Papst: Weiße Fahne sorgt für Diskussion
MeinungSowohl Menschen in der Ukraine als auch ihre Unterstützer protestierten gegen den von Papst Franziskus erhobenen Vorschlag, mit „Mut zur weißen Fahne“ auf ein Ende des Krieges hinzuwirken. Die Äußerung des Papstes erfolgte im Rahmen eines noch nicht ausgestrahlten Fernsehinterviews, das sich inhaltlich mit der auch für die päpstliche Kleidung typischen Farbe Weiß beschäftigt. Diese Farbe verleitete zum missverständlichen Bild der weißen Fahne. Im Dom von Orvieto steht sie für die von Dante kritisierten und in die Vorhölle verbannten Unentschiedenen. Diese Fahne hat Franziskus sicher nicht gemeint, weil er ein entschiedener Gegner aller moralischen Gleichgültigkeit ist.

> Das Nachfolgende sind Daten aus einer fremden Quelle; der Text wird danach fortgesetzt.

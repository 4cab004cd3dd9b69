//! Display profile shown next to the logged-in user, cached in the session store.

use serde::{Deserialize, Serialize};

use super::client::SpotifyClient;
use super::error::SpotifyError;
use super::models::UserProfile;
use crate::auth::store::DISPLAY_PROFILE_KEY;

pub const DEFAULT_DISPLAY_NAME: &str = "Spotify user";
pub const DEFAULT_AVATAR_URL: &str = "/default-avatar.png";

#[derive(Debug, Clone, Serialize, Deserialize, PartialEq, Eq)]
#[serde(rename_all = "camelCase")]
pub struct DisplayProfile {
    pub name: String,
    pub avatar_url: String,
    pub is_premium: bool,
}

impl From<&UserProfile> for DisplayProfile {
    fn from(profile: &UserProfile) -> Self {
        let name = profile
            .display_name
            .as_deref()
            .map(str::trim)
            .filter(|n| !n.is_empty())
            .unwrap_or(DEFAULT_DISPLAY_NAME)
            .to_string();

        let avatar_url = profile
            .images
            .as_ref()
            .and_then(|images| images.first())
            .map(|i| i.url.clone())
            .unwrap_or_else(|| DEFAULT_AVATAR_URL.to_string());

        Self {
            name,
            avatar_url,
            is_premium: profile.product.as_deref() == Some("premium"),
        }
    }
}

impl SpotifyClient {
    /// Profile from the session store, if one was cached. A corrupt entry is dropped.
    pub fn cached_display_profile(&self) -> Result<Option<DisplayProfile>, SpotifyError> {
        let store = self.session().store();
        let Some(raw) = store.get(DISPLAY_PROFILE_KEY)? else {
            return Ok(None);
        };

        match serde_json::from_str(&raw) {
            Ok(profile) => Ok(Some(profile)),
            Err(e) => {
                log::warn!("Discarding unreadable cached profile: {}", e);
                store.delete(DISPLAY_PROFILE_KEY)?;
                Ok(None)
            }
        }
    }

    /// Cached profile, or `/me` on a cache miss.
    ///
    /// A 401 from `/me` means the session is no longer usable and logs the user out.
    pub async fn display_profile(&self) -> Result<DisplayProfile, SpotifyError> {
        if let Some(profile) = self.cached_display_profile()? {
            return Ok(profile);
        }

        let response = self.fetch("/me", &[]).await?;
        if response.status == 401 {
            log::warn!("Profile request unauthorized, logging out");
            self.session().logout()?;
            return Err(SpotifyError::Status {
                status: 401,
                path: "/me".to_string(),
            });
        }
        if !(200..300).contains(&response.status) {
            return Err(SpotifyError::Status {
                status: response.status,
                path: "/me".to_string(),
            });
        }

        let raw: UserProfile =
            serde_json::from_value(response.body.unwrap_or(serde_json::Value::Null))?;
        let profile = DisplayProfile::from(&raw);

        let cached = self
            .session()
            .store_if_authenticated(DISPLAY_PROFILE_KEY, &serde_json::to_string(&profile)?)?;
        if cached {
            log::info!("Cached display profile for {}", profile.name);
        } else {
            log::debug!("Session ended during profile request, not caching");
        }

        Ok(profile)
    }
}
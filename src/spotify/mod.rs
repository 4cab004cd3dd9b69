pub mod client;
pub mod error;
pub mod links;
pub mod models;
pub mod profile;

pub use client::SpotifyClient;
pub use error::SpotifyError;
pub use links::{parse_link, LinkKind, SpotifyLink};
pub use models::*;
pub use profile::DisplayProfile;
use super::error::SpotifyError;

/// Resource kinds that can appear in a Spotify link
#[derive(Debug, Clone, Copy, PartialEq, Eq)]
pub enum LinkKind {
    Artist,
    Track,
    Album,
    Playlist,
}

impl LinkKind {
    fn from_segment(segment: &str) -> Option<Self> {
        match segment {
            "artist" => Some(LinkKind::Artist),
            "track" => Some(LinkKind::Track),
            "album" => Some(LinkKind::Album),
            "playlist" => Some(LinkKind::Playlist),
            _ => None,
        }
    }
}

#[derive(Debug, Clone, PartialEq, Eq)]
pub struct SpotifyLink {
    pub kind: LinkKind,
    pub id: String,
}

/// Spotify ids are 22 base-62 characters.
pub fn is_spotify_id(candidate: &str) -> bool {
    candidate.len() == 22 && candidate.chars().all(|c| c.is_ascii_alphanumeric())
}

/// Extract kind and id from the various Spotify link formats:
///
/// - `spotify:track:{id}`
/// - `https://open.spotify.com/track/{id}?si=...`
/// - `https://open.spotify.com/intl-fr/artist/{id}`
pub fn parse_link(input: &str) -> Result<SpotifyLink, SpotifyError> {
    let trimmed = input.trim();

    if let Some(rest) = trimmed.strip_prefix("spotify:") {
        let mut parts = rest.splitn(2, ':');
        if let (Some(kind), Some(id)) = (parts.next(), parts.next()) {
            if let Some(kind) = LinkKind::from_segment(kind) {
                if is_spotify_id(id) {
                    return Ok(SpotifyLink {
                        kind,
                        id: id.to_string(),
                    });
                }
            }
        }
    }

    if trimmed.contains("spotify.link/") {
        return Err(SpotifyError::InvalidUrl(
            "Share links are not supported. Please use the full open.spotify.com URL.".to_string(),
        ));
    }

    if let Some(path) = trimmed.split("open.spotify.com/").nth(1) {
        let path = path.split(['?', '#']).next().unwrap_or(path);
        let segments: Vec<&str> = path.split('/').filter(|s| !s.is_empty()).collect();

        // Localised URLs carry an `intl-xx` prefix before the kind.
        for pair in segments.windows(2) {
            if let Some(kind) = LinkKind::from_segment(pair[0]) {
                if is_spotify_id(pair[1]) {
                    return Ok(SpotifyLink {
                        kind,
                        id: pair[1].to_string(),
                    });
                }
            }
        }
    }

    Err(SpotifyError::InvalidUrl(format!(
        "Could not extract a Spotify id from: {}",
        input
    )))
}
//! # Chord Space Correction
//!
//! Chord lines are written for a monospace font: a chord sits above the
//! lyrics character in the same column. Rendered in a proportional font the
//! columns drift apart. The corrector rebuilds the chord line so that every
//! chord starts where its column's lyrics text starts once rendered, using
//! spaces of the same font for padding.
//!
//! ```text
//! chords (source)  "C         G"
//! lyrics           "Amazing grace"
//!                   ^         ^ column 10
//! target x of G  = width("Amazing gr")
//! output           "C" + n spaces + "G"   with width("C" + n spaces) >= target
//! ```
//!
//! The result is visually, not textually, equivalent: runs of spaces grow or
//! shrink with the font. With a monospace measure the input comes back
//! unchanged (minus trailing whitespace).

use crate::metrics::TextMeasure;

/// Upper bound of spaces inserted in front of a single chord.
const MAX_PADDING: usize = 1024;

/// A maximal run of non-whitespace characters in a chord line.
#[derive(Debug, Clone, Copy, PartialEq, Eq)]
struct ChordToken<'a> {
    /// Start column, counted in characters.
    column: usize,
    text: &'a str,
}

fn chord_tokens(line: &str) -> Vec<ChordToken<'_>> {
    let mut tokens = Vec::new();
    let mut start: Option<(usize, usize)> = None;
    for (column, (offset, c)) in line.char_indices().enumerate() {
        match (c.is_whitespace(), start) {
            (false, None) => start = Some((column, offset)),
            (true, Some((token_column, token_offset))) => {
                tokens.push(ChordToken {
                    column: token_column,
                    text: &line[token_offset..offset],
                });
                start = None;
            }
            _ => {}
        }
    }
    if let Some((column, offset)) = start {
        tokens.push(ChordToken {
            column,
            text: &line[offset..],
        });
    }
    tokens
}

/// Byte offset of the given character column, clamped to the end of `text`.
fn byte_offset(text: &str, column: usize) -> usize {
    text.char_indices()
        .nth(column)
        .map(|(offset, _)| offset)
        .unwrap_or(text.len())
}

/// Rebuilds chord lines for a particular font.
#[derive(Debug, Clone)]
pub struct ChordSpaceCorrector<M> {
    measure: M,
}

impl<M: TextMeasure> ChordSpaceCorrector<M> {
    pub fn new(measure: M) -> Self {
        Self { measure }
    }

    /// Rendered x offset at which a chord from `column` has to start.
    fn target_offset(&self, text: &str, column: usize) -> i32 {
        let text_columns = text.chars().count();
        if column <= text_columns {
            self.measure.width(&text[..byte_offset(text, column)])
        } else {
            // chord hangs over the end of the text: keep its distance in spaces
            let overhang = " ".repeat(column - text_columns);
            self.measure
                .width(text)
                .saturating_add(self.measure.width(&overhang))
        }
    }

    /// Smallest number of spaces at least `gap` wide.
    fn spaces_for(&self, gap: i32) -> usize {
        let mut padding = String::new();
        while self.measure.width(&padding) < gap {
            if padding.len() >= MAX_PADDING {
                log::warn!("chord padding capped at {} spaces (gap {})", MAX_PADDING, gap);
                break;
            }
            padding.push(' ');
        }
        padding.len()
    }

    /// Re-space `chords` so each chord lines up with `text` in this font.
    pub fn correct_chord_spaces(&self, chords: &str, text: &str) -> String {
        let mut result = String::with_capacity(chords.len());
        for token in chord_tokens(chords) {
            let target = self.target_offset(text, token.column);
            let gap = target.saturating_sub(self.measure.width(&result)).max(0);
            let mut spaces = self.spaces_for(gap);
            if !result.is_empty() {
                // chords never touch each other
                spaces = spaces.max(1);
            }
            result.extend(std::iter::repeat(' ').take(spaces));
            result.push_str(token.text);
        }
        log::trace!("corrected chords {:?} over {:?} to {:?}", chords, text, result);
        result
    }
}

/// One-shot form of [`ChordSpaceCorrector::correct_chord_spaces`].
pub fn correct_chord_spaces(chords: &str, text: &str, measure: impl TextMeasure) -> String {
    ChordSpaceCorrector::new(measure).correct_chord_spaces(chords, text)
}
//! # Song Parser
//!
//! Breaks a [`Song`] down into a flat sequence of [`SongElement`]s.
//!
//! ## Line grammar
//! Every physical line of the lyrics is exactly one of:
//! - a **chord line** (see [`crate::chords::is_chords_line`]), kept verbatim
//!   so the column of every chord survives;
//! - a line with a **translation** in brackets: `prefix [translation] suffix`,
//!   where prefix and suffix are lyrics (whitespace-only parts included);
//! - plain **lyrics** (whitespace-only lines included, empty lines produce
//!   only their line break).
//!
//! A `NEW_LINE` follows every kept line. One more `NEW_LINE` separates the
//! lyrics from the copyright lines. Malformed brackets are simply lyrics; the
//! parser accepts any text.
//!
//! ## Example
//! ```rust
//! use songtext::{parse, ParseOptions, Song, SongElementKind};
//!
//! let song = Song::new("Title").with_lyrics("C   G\nla la\n[lo lo]");
//! let elements = parse(&song, ParseOptions::all());
//! let kinds: Vec<_> = elements.iter().map(|e| e.kind()).collect();
//! assert_eq!(kinds, vec![
//!     SongElementKind::Title,
//!     SongElementKind::Chords, SongElementKind::NewLine,
//!     SongElementKind::Lyrics, SongElementKind::NewLine,
//!     SongElementKind::Translation, SongElementKind::NewLine,
//!     SongElementKind::NewLine,
//! ]);
//! ```

use crate::chords::is_chords_line;
use crate::element::{SongElement, SongElementKind};
use crate::song::{non_blank, Song};

pub const LABEL_MUSIC: &str = "Music: ";
pub const LABEL_TEXT: &str = "Text: ";
pub const LABEL_TRANSLATION: &str = "Translation: ";
pub const LABEL_PUBLISHER: &str = "Publisher: ";

/// Which optional parts of a song end up in the element sequence.
#[derive(Debug, Clone, Copy, PartialEq, Eq)]
pub struct ParseOptions {
    pub include_chords: bool,
    pub include_translation: bool,
    pub include_copyright: bool,
}

impl ParseOptions {
    pub fn new(include_chords: bool, include_translation: bool, include_copyright: bool) -> Self {
        Self {
            include_chords,
            include_translation,
            include_copyright,
        }
    }

    pub fn all() -> Self {
        Self::new(true, true, true)
    }
}

impl Default for ParseOptions {
    fn default() -> Self {
        Self::all()
    }
}

/// A line split around its translation brackets.
struct TranslationSplit<'a> {
    prefix: &'a str,
    translation: &'a str,
    suffix: &'a str,
}

/// Split at the last `]` and the last `[` before it. Returns `None` when the
/// line has no such pair, in which case any bracket is literal text.
fn split_translation(line: &str) -> Option<TranslationSplit<'_>> {
    let close = line.rfind(']')?;
    let open = line[..close].rfind('[')?;
    Some(TranslationSplit {
        prefix: &line[..open],
        translation: &line[open + 1..close],
        suffix: &line[close + 1..],
    })
}

/// Physical lines of the lyrics, ended by `\n`, `\r\n` or a bare `\r`.
/// Empty lyrics have no lines at all, and a final line break does not start
/// another line.
fn physical_lines(lyrics: &str) -> Vec<&str> {
    let mut lines = Vec::new();
    let mut rest = lyrics;
    while !rest.is_empty() {
        match rest.find(|c: char| c == '\r' || c == '\n') {
            Some(end) => {
                lines.push(&rest[..end]);
                let break_len = if rest[end..].starts_with("\r\n") { 2 } else { 1 };
                rest = &rest[end + break_len..];
            }
            None => {
                lines.push(rest);
                break;
            }
        }
    }
    lines
}

struct SongParser {
    options: ParseOptions,
    elements: Vec<SongElement>,
}

impl SongParser {
    fn new(options: ParseOptions) -> Self {
        Self {
            options,
            elements: Vec::new(),
        }
    }

    fn push(&mut self, kind: SongElementKind, content: &str) {
        self.elements.push(SongElement::new(kind, content));
    }

    fn parse(mut self, song: &Song) -> Vec<SongElement> {
        self.push(SongElementKind::Title, &song.title);

        for line in physical_lines(song.lyrics()) {
            if self.parse_line(line) {
                self.elements.push(SongElement::new_line());
            }
        }

        // always separate lyrics from copyright
        self.elements.push(SongElement::new_line());

        if self.options.include_copyright {
            self.parse_copyright(song);
        }

        self.elements
    }

    /// Emit the elements of one physical line. Returns false when the line
    /// was dropped entirely and must not be followed by a line break.
    fn parse_line(&mut self, line: &str) -> bool {
        if is_chords_line(line) {
            if !self.options.include_chords {
                return false;
            }
            self.push(SongElementKind::Chords, line);
            return true;
        }

        if let Some(split) = split_translation(line) {
            let lyrics_blank = split.prefix.trim().is_empty() && split.suffix.trim().is_empty();
            if !self.options.include_translation && lyrics_blank {
                return false;
            }
            if !split.prefix.is_empty() {
                self.push(SongElementKind::Lyrics, split.prefix);
            }
            if self.options.include_translation && !split.translation.is_empty() {
                self.push(SongElementKind::Translation, split.translation);
            }
            if !split.suffix.is_empty() {
                self.push(SongElementKind::Lyrics, split.suffix);
            }
            return true;
        }

        if !line.is_empty() {
            self.push(SongElementKind::Lyrics, line);
        }
        true
    }

    fn parse_copyright(&mut self, song: &Song) {
        let labelled = [
            (LABEL_MUSIC, &song.composer),
            (LABEL_TEXT, &song.author_text),
            (LABEL_TRANSLATION, &song.author_translation),
            (LABEL_PUBLISHER, &song.publisher),
            ("", &song.additional_copyright_notes),
        ];
        for (label, value) in labelled {
            if let Some(value) = non_blank(value) {
                let content = format!("{}{}", label, value);
                self.push(SongElementKind::Copyright, &content);
            }
        }
    }
}

/// Parse a song into its element sequence.
pub fn parse(song: &Song, options: ParseOptions) -> Vec<SongElement> {
    SongParser::new(options).parse(song)
}

/// The first line of the lyrics that is neither a chord line nor carries a
/// translation. Empty if there is none.
pub fn first_lyrics_line(song: &Song) -> String {
    physical_lines(song.lyrics())
        .into_iter()
        .find(|line| split_translation(line).is_none() && !is_chords_line(line))
        .unwrap_or("")
        .to_string()
}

Aber auch im Kontext des Krieges führt dieses Bild sehr leicht zu Missverständnissen. Am geläufigsten ist die weiße Fahne als ein Symbol der Kapitulation. So wurden die bekannt gewordenen Interview-Ausschnitte des Papstes spontan verstanden und mit Recht zurückgewiesen. Sie würden für einen Frieden um jeden Preis stehen, eine Position, die weder der traditionellen Friedensethik der katholischen Kirche noch der von Franziskus entspricht. Seine Lesart dieses Bild folgte einer Verwendung, die zwar weniger bekannt, aber sogar Bestandteil des Völkerrechts ist. Es geht um jene weiße Fahne, die auch Parlamentärflagge genannt wird und jene Abgesandten im kriegerischen Konflikt schützen soll, die in Verhandlungen mit dem Kriegsgegner eintreten wollen. Papst Franziskus plädiert für Verhandlungen zur Beendigung dieses von Russland ausgelösten Krieges gegen die Ukraine. Angesichts der Zehntausenden von Toten in beiden Ländern und der zerstörten Infrastruktur in der Ukraine ist es dringend geboten, alle Wege zur baldigen Beendigung dieses Krieges offenzuhalten. Einer davon sind Verhandlungen, die aber nicht die Kapitulation des überfallenen Landes, sondern einen gerechten Frieden anzielen müssen. Anlässlich des zweiten Jahrestages dieses Krieges unterstrich Franziskus ausdrücklich die Notwendigkeit, einen „gerechten und dauerhaften Frieden zu schaffen“.